== Source material ==
>>>
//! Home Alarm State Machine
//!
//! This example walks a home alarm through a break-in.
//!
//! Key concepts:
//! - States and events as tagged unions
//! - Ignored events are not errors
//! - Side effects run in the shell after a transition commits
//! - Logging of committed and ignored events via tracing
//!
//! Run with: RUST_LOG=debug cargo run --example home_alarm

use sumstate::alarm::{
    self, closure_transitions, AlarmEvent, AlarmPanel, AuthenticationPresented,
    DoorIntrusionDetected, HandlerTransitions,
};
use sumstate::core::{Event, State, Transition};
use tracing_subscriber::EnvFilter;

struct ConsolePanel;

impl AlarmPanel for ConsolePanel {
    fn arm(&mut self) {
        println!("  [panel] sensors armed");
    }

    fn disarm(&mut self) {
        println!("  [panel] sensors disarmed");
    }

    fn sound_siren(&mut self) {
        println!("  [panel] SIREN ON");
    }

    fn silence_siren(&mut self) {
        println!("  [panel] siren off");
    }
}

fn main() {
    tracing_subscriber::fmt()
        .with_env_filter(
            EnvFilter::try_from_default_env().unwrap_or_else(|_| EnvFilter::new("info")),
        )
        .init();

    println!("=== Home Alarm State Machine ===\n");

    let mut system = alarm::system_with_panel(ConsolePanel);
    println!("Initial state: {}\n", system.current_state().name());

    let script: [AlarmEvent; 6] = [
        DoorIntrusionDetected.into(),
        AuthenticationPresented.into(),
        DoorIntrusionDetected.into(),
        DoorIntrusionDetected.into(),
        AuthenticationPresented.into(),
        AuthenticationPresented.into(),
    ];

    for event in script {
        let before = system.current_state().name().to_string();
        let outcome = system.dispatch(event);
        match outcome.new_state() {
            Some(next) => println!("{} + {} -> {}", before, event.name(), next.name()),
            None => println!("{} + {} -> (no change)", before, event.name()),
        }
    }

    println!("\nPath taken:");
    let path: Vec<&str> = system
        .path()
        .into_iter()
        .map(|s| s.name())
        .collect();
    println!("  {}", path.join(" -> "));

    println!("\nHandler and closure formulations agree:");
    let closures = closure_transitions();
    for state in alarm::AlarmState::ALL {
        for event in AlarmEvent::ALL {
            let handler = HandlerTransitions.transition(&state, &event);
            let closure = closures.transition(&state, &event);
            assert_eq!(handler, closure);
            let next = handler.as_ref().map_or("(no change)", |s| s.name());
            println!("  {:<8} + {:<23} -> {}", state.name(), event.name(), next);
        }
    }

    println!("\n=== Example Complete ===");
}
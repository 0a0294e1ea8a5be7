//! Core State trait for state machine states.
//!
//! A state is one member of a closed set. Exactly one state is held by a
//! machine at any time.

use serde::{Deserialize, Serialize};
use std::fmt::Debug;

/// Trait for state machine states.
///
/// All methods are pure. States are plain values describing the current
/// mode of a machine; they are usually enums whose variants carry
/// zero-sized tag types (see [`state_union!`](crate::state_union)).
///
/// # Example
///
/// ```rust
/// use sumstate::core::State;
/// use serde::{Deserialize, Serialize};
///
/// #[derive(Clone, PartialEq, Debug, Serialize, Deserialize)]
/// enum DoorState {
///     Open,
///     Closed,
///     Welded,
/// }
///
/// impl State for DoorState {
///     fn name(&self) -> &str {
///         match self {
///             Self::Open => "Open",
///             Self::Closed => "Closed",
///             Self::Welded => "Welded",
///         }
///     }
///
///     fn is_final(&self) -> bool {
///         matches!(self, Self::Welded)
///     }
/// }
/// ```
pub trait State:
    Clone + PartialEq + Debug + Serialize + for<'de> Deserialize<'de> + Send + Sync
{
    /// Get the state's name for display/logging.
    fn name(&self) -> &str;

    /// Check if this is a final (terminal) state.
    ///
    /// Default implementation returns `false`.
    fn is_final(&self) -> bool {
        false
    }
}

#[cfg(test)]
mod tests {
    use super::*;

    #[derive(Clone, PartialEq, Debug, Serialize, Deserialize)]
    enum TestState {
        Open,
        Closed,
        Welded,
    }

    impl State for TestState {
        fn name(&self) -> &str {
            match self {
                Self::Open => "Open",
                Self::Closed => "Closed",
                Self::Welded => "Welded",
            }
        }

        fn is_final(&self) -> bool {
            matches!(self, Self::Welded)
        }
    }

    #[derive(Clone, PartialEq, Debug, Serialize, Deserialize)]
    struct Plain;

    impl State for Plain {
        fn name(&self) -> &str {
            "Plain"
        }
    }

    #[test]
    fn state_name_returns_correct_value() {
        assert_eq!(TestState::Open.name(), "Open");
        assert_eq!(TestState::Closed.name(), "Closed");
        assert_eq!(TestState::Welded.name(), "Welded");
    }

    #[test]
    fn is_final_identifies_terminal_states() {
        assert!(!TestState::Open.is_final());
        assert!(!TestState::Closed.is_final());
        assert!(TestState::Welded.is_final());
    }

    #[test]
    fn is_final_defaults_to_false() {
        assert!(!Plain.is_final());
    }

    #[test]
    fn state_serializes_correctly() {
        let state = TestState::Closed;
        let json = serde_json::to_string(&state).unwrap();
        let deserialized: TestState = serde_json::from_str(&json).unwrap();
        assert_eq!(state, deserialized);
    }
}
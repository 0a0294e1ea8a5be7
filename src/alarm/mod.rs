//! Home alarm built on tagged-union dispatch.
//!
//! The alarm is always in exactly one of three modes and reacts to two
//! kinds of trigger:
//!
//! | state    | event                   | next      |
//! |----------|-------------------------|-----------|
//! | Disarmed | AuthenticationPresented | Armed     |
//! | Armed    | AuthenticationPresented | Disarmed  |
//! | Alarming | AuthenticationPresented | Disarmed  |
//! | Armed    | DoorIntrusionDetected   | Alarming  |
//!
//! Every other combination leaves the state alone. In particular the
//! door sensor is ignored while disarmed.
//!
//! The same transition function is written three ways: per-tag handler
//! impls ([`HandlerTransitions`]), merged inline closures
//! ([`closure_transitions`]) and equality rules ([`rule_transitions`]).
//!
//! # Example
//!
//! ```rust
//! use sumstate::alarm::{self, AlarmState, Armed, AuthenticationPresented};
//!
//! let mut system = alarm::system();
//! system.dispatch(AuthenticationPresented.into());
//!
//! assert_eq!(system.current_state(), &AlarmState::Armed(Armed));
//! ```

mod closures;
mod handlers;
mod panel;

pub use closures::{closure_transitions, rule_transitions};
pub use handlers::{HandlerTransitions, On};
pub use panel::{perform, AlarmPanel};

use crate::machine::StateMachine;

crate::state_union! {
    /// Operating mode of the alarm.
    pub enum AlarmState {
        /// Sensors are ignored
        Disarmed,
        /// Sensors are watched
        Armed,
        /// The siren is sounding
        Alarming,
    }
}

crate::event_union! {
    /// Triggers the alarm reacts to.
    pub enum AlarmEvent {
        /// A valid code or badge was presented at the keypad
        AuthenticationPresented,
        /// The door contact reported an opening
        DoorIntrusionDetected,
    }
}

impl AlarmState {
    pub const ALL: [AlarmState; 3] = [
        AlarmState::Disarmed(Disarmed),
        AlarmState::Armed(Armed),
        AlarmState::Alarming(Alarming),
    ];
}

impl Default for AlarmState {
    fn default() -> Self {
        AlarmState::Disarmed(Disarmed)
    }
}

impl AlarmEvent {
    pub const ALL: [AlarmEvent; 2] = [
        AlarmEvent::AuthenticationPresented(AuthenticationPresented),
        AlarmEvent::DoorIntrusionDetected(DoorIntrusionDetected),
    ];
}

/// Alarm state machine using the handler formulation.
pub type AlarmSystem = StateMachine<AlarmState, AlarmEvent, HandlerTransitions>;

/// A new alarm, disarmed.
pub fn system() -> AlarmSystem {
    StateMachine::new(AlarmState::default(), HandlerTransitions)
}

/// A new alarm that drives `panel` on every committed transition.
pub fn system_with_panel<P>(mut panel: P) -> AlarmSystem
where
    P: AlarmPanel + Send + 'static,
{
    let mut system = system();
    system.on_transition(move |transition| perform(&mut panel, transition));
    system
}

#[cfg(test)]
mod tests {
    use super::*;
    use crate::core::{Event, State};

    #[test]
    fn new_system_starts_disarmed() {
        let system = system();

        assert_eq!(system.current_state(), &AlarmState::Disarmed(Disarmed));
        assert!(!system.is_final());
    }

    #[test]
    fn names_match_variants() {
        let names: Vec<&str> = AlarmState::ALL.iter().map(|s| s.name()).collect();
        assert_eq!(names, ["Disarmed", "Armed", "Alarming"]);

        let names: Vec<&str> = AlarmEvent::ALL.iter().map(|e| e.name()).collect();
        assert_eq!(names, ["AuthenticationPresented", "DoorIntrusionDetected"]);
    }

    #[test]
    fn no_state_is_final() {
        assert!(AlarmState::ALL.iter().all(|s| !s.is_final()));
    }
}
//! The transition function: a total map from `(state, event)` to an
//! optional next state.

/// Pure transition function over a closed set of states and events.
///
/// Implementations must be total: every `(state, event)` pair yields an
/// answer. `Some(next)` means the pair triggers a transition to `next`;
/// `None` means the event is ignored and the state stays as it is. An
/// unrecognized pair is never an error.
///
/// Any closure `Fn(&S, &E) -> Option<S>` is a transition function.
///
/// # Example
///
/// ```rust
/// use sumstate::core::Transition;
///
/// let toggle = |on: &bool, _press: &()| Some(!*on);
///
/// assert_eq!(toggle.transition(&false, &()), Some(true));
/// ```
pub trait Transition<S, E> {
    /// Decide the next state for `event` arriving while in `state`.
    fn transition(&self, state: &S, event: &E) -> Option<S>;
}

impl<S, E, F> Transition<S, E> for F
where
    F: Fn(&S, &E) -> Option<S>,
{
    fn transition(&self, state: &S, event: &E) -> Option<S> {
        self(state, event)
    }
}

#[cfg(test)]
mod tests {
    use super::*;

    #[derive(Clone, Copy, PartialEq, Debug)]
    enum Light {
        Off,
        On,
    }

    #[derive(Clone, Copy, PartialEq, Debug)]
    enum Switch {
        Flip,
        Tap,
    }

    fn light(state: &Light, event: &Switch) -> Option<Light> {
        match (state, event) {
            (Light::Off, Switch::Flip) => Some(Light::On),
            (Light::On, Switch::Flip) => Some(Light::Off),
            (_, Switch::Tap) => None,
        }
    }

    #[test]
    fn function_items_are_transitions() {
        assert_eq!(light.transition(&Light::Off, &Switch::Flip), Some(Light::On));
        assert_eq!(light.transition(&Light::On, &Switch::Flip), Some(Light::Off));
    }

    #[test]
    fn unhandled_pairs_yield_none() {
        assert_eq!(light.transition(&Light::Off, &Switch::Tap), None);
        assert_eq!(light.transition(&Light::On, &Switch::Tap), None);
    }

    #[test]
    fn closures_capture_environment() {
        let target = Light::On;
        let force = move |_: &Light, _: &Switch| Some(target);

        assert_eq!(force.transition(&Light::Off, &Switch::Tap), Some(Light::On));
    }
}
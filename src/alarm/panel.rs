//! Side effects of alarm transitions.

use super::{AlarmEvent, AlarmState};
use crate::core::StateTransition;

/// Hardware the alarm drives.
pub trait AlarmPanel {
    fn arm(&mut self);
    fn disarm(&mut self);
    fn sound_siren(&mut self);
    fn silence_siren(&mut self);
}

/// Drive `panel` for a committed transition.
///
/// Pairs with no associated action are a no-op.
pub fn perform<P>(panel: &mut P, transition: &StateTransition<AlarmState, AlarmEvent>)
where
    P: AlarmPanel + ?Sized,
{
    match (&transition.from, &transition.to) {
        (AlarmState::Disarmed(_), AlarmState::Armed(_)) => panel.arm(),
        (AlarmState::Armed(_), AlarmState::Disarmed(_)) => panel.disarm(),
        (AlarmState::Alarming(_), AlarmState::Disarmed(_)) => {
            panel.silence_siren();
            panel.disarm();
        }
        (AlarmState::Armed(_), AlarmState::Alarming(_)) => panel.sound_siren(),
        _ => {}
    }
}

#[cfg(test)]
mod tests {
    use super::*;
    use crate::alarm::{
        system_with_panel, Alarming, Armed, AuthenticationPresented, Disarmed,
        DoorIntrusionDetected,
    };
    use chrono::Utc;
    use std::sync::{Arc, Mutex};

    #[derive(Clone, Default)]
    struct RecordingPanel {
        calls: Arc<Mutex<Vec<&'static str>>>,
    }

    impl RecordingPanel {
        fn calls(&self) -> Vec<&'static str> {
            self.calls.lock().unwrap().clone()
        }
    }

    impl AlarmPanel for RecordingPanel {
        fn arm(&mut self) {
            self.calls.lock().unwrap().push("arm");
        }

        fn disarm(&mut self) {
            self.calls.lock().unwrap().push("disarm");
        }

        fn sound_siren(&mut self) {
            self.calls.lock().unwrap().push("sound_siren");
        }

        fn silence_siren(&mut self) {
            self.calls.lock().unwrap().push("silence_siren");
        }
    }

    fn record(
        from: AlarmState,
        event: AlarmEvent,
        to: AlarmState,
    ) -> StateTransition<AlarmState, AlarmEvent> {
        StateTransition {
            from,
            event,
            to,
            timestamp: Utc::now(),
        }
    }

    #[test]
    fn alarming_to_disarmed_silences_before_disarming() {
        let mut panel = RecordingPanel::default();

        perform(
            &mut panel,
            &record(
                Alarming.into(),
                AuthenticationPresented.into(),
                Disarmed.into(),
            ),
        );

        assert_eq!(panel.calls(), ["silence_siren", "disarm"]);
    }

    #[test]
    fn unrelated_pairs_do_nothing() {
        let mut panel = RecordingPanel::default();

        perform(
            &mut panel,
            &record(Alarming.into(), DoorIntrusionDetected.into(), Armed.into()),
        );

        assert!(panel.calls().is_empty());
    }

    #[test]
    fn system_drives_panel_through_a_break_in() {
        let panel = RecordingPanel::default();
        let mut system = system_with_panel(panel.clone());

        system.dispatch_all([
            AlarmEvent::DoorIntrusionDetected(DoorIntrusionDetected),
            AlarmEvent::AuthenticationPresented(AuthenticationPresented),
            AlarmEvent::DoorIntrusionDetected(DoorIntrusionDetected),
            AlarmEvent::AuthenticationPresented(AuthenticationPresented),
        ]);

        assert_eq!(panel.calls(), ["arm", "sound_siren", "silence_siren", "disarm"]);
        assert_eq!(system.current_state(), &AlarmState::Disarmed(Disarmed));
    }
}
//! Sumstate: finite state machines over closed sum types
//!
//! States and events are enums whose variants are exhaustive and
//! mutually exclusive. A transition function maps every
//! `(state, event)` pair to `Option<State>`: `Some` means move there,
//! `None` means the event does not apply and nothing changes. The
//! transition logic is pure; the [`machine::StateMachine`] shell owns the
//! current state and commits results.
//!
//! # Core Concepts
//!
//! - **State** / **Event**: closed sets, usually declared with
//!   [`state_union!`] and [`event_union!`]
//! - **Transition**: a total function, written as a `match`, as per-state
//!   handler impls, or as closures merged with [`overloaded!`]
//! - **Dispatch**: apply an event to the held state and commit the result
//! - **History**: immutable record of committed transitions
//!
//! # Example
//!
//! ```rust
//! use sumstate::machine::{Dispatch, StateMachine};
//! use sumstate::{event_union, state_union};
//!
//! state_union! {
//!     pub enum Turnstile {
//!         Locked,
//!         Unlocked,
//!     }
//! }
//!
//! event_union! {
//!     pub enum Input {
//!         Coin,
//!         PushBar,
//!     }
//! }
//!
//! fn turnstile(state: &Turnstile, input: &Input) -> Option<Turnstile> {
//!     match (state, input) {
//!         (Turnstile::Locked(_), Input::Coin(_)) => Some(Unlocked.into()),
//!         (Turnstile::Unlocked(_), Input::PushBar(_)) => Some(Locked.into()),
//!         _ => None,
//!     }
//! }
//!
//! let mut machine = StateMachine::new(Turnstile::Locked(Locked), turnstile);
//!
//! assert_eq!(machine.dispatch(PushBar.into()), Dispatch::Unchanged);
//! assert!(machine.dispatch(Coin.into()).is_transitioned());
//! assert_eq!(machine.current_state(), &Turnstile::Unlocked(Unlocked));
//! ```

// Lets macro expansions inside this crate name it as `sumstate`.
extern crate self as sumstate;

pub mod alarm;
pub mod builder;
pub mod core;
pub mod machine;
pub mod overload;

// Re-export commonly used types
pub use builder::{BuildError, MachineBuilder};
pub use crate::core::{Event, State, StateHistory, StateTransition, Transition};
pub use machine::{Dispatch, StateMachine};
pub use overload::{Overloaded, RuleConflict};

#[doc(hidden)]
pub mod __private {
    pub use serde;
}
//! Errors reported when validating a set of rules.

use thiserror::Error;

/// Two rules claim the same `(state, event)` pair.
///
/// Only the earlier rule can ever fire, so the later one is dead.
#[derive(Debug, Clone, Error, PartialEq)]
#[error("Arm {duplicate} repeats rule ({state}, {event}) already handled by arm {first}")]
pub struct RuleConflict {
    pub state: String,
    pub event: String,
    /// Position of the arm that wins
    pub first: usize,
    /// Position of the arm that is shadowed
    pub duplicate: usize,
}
<<<
== What this task involves ==
From the entries above, copy each line that holds "Coin".

== Answer box ==
//!         Coin,
//!         (Turnstile::Locked(_), Input::Coin(_)) => Some(Unlocked.into()),
//! assert!(machine.dispatch(Coin.into()).is_transitioned());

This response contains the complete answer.